On Monday, the White House announced that the visit will take place from March 19 to 26. Obama will be accompanied by her mother, Marian Robinson, and her daughters, Malia and Sasha.
It will be her first trip to China, as she did not accompany her husband on his visit in 2009.
She will visit Beijing from March 20 to 23, Xi'an on March 24 and Chengdu from March 25 to 26, the office of the first lady said in a statement.
During the trip, she will meet Peng Liyuan, the wife of President Xi Jinping.
A scheduling conflict meant that she missed meeting China's first lady in June when Xi, accompanied by his wife, traveled to southern California for a summit with President Barack Obama at the Sunnylands estate.
Instead, she wrote to Peng, welcoming her to the United States and saying she regretted missing the chance to meet.
The statement from the office of the first lady said this month's visit will focus on education and will involve trips to Chinese universities and high schools as well as important historical and cultural sites.

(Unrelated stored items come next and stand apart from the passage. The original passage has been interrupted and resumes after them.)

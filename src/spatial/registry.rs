//! Validated, rotation-expanded tile catalogue with lookup indexes
//!
//! Construction runs a fixed pipeline: structural validation, name
//! uniqueness, edge-complement closure, rotation expansion and finally index
//! building. Any failure aborts the build; no partial registry is returned.

use crate::algorithm::bitset::TileBitset;
use crate::io::error::{AlgorithmError, Result};
use crate::spatial::tiles::{EdgeLabel, Tile, validate_tile};
use crate::spatial::tileset::Tileset;
use std::collections::{BTreeMap, HashMap, HashSet};

/// Key of the edge index: a direction and the label carried on that side
pub type EdgeKey = (String, EdgeLabel);

/// Immutable tile registry built from a topology
pub struct TileRegistry {
    tileset_name: &'static str,
    directions: Vec<&'static str>,
    offsets: Vec<[i32; 2]>,
    tiles: Vec<Tile>,
    by_name: HashMap<String, usize>,
    by_edge: BTreeMap<EdgeKey, TileBitset>,
    /// Tiles allowed as neighbour, indexed by `[tile][direction]`
    supports: Vec<Vec<TileBitset>>,
    /// Direction index facing each direction index
    opposites: Vec<usize>,
}

impl TileRegistry {
    /// Build a registry from the topology's own catalogue
    ///
    /// # Errors
    ///
    /// Returns an error if:
    /// - A tile fails structural validation (`InvalidTile`)
    /// - Two tiles share a name (`DuplicateName`)
    /// - A side label has no complementary carrier (`MissingComplement`)
    /// - A rotation cannot be applied (`InvalidRotation`)
    pub fn build(tileset: &dyn Tileset) -> Result<Self> {
        Self::from_tiles(tileset.all(), tileset)
    }

    /// Build a registry from an explicit raw catalogue
    ///
    /// # Errors
    ///
    /// Same failure modes as [`TileRegistry::build`]
    pub fn from_tiles(raw_tiles: Vec<Tile>, tileset: &dyn Tileset) -> Result<Self> {
        for tile in &raw_tiles {
            validate_tile(tile, tileset)?;
        }

        ensure_unique_names(&raw_tiles)?;
        ensure_complement_closure(&raw_tiles, tileset)?;

        let tiles = expand_rotations(raw_tiles, tileset)?;

        // Rotated edges must also find partners
        ensure_unique_names(&tiles)?;
        ensure_complement_closure(&tiles, tileset)?;

        let directions: Vec<&'static str> = tileset.directions().to_vec();
        let offsets = directions
            .iter()
            .map(|direction| tileset.offset(direction))
            .collect::<Result<Vec<_>>>()?;
        let opposites = directions
            .iter()
            .map(|direction| {
                let opposite = tileset.complement(direction)?;
                directions
                    .iter()
                    .position(|candidate| *candidate == opposite)
                    .ok_or_else(|| AlgorithmError::UnknownDirection {
                        direction: opposite.to_string(),
                    })
            })
            .collect::<Result<Vec<_>>>()?;

        let by_name = tiles
            .iter()
            .enumerate()
            .map(|(index, tile)| (tile.name().to_string(), index))
            .collect();
        let by_edge = build_edge_index(&tiles);
        let supports = build_supports(&tiles, &directions, &opposites, &by_edge);

        Ok(Self {
            tileset_name: tileset.name(),
            directions,
            offsets,
            tiles,
            by_name,
            by_edge,
            supports,
            opposites,
        })
    }

    /// Name of the topology this registry was built from
    pub const fn tileset_name(&self) -> &'static str {
        self.tileset_name
    }

    /// Expanded tile list, one entry per concrete orientation
    pub fn tiles(&self) -> &[Tile] {
        &self.tiles
    }

    /// Number of expanded tiles
    pub fn len(&self) -> usize {
        self.tiles.len()
    }

    /// Whether the registry holds no tiles
    pub fn is_empty(&self) -> bool {
        self.tiles.is_empty()
    }

    /// Tile at an index of the expanded list
    pub fn tile(&self, index: usize) -> Option<&Tile> {
        self.tiles.get(index)
    }

    /// Index of a tile by name
    pub fn index_of(&self, name: &str) -> Option<usize> {
        self.by_name.get(name).copied()
    }

    /// Tile by name
    pub fn get(&self, name: &str) -> Option<&Tile> {
        self.index_of(name).and_then(|index| self.tiles.get(index))
    }

    /// Name to index mapping
    pub const fn by_name(&self) -> &HashMap<String, usize> {
        &self.by_name
    }

    /// (direction, label) to carrier tiles mapping
    pub const fn by_edge(&self) -> &BTreeMap<EdgeKey, TileBitset> {
        &self.by_edge
    }

    /// Tiles whose side in `direction` carries `label`
    pub fn carriers(&self, direction: &str, label: &EdgeLabel) -> Option<&TileBitset> {
        self.by_edge.get(&(direction.to_string(), label.clone()))
    }

    /// Topology directions in index order
    pub fn directions(&self) -> &[&'static str] {
        &self.directions
    }

    /// Grid step `[dx, dy]` for a direction index
    pub fn offset(&self, direction: usize) -> Option<[i32; 2]> {
        self.offsets.get(direction).copied()
    }

    /// Index of the direction facing a direction index
    pub fn opposite(&self, direction: usize) -> Option<usize> {
        self.opposites.get(direction).copied()
    }

    /// Tiles that may sit next to `tile` in a direction
    pub fn supports(&self, tile: usize, direction: usize) -> Option<&TileBitset> {
        self.supports.get(tile).and_then(|per_direction| per_direction.get(direction))
    }

    /// Selection weights indexed like the tile list
    pub fn weights(&self) -> Vec<f64> {
        self.tiles.iter().map(Tile::weight).collect()
    }

    /// Every tile index as a possibility set
    pub fn full_set(&self) -> TileBitset {
        TileBitset::all(self.tiles.len())
    }
}

fn ensure_unique_names(tiles: &[Tile]) -> Result<()> {
    let mut seen = HashSet::new();
    for tile in tiles {
        if !seen.insert(tile.name()) {
            return Err(AlgorithmError::DuplicateName {
                name: tile.name().to_string(),
            });
        }
    }
    Ok(())
}

fn ensure_complement_closure(tiles: &[Tile], tileset: &dyn Tileset) -> Result<()> {
    let offered: HashSet<(&str, &EdgeLabel)> = tiles
        .iter()
        .flat_map(|tile| {
            tile.sides()
                .iter()
                .map(|(direction, label)| (direction.as_str(), label))
        })
        .collect();

    for tile in tiles {
        for (direction, label) in tile.sides() {
            let opposite = tileset.complement(direction)?;
            if !offered.contains(&(opposite, label)) {
                return Err(AlgorithmError::MissingComplement {
                    tile: tile.name().to_string(),
                    direction: direction.clone(),
                    label: label.to_string(),
                });
            }
        }
    }
    Ok(())
}

fn expand_rotations(raw_tiles: Vec<Tile>, tileset: &dyn Tileset) -> Result<Vec<Tile>> {
    let mut expanded = Vec::with_capacity(raw_tiles.len());
    for tile in raw_tiles {
        let angles = tile.rotations().map(<[_]>::to_vec).unwrap_or_default();
        if angles.is_empty() {
            expanded.push(tile);
            continue;
        }
        for angle in angles {
            let variant = tileset.rotate(&tile, angle)?;
            expanded.push(variant.renamed(Tile::variant_name(tile.name(), angle)));
        }
    }
    Ok(expanded)
}

fn build_edge_index(tiles: &[Tile]) -> BTreeMap<EdgeKey, TileBitset> {
    let mut by_edge: BTreeMap<EdgeKey, TileBitset> = BTreeMap::new();
    for (index, tile) in tiles.iter().enumerate() {
        for (direction, label) in tile.sides() {
            by_edge
                .entry((direction.clone(), label.clone()))
                .or_insert_with(|| TileBitset::new(tiles.len()))
                .insert(index);
        }
    }
    by_edge
}

fn build_supports(
    tiles: &[Tile],
    directions: &[&'static str],
    opposites: &[usize],
    by_edge: &BTreeMap<EdgeKey, TileBitset>,
) -> Vec<Vec<TileBitset>> {
    tiles
        .iter()
        .map(|tile| {
            directions
                .iter()
                .enumerate()
                .map(|(direction_index, direction)| {
                    let facing = opposites
                        .get(direction_index)
                        .and_then(|&opposite| directions.get(opposite));
                    match (tile.side(direction), facing) {
                        (Some(label), Some(facing)) => by_edge
                            .get(&((*facing).to_string(), label.clone()))
                            .cloned()
                            .unwrap_or_else(|| TileBitset::new(tiles.len())),
                        _ => TileBitset::new(tiles.len()),
                    }
                })
                .collect()
        })
        .collect()
}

Michelle Obama's visit set to boost relations
The younger Obama daughter, 12-year-old Sasha, may be more familiar with China than her parents. She has studied Chinese at school and practiced her Chinese with then-president Hu Jintao when he visited the US in 2011.
Niu Jun, a professor of US studies at Peking University, said a trip anywhere by the US first lady and her daughters is an unusual move, involving high security costs.
"For sure, it is hard to separate the trip from Washington's diplomatic work," Niu added.
Barack Obama will not visit China during a trip to Asia in April that will take him to Japan, South Korea, Malaysia and the Philippines. Niu said the visit by the US first lady will "show intimacy with China".
Hillary Clinton was the last US first lady to visit China without her spouse. She arrived in Beijing in 1995 to attend the fourth United Nations World Conference on Women.
Niu said Michelle Obama's visit will greatly increase Chinese people's interest and curiosity about the US first family. "It will also draw the two nations closer and reduce some people's dislike of the US, which has been triggered by Washington's pivot to the Asia-Pacific region."
Cheng Li, director of the John L. Thornton China Center of the Brookings Institution, said Michelle's China visit is "more than just a trip".
"It shows the respect, care and goodwill for China," Li said. "She is setting a personal example to showcase the importance of the US-China relationship."
She has made similar trips abroad without her husband.
In 2010, she went to Haiti after the devastating earthquake to assess the damage and then to Mexico to promote youth engagement. In 2011, she visited Botswana and South Africa to promote youth leadership and education.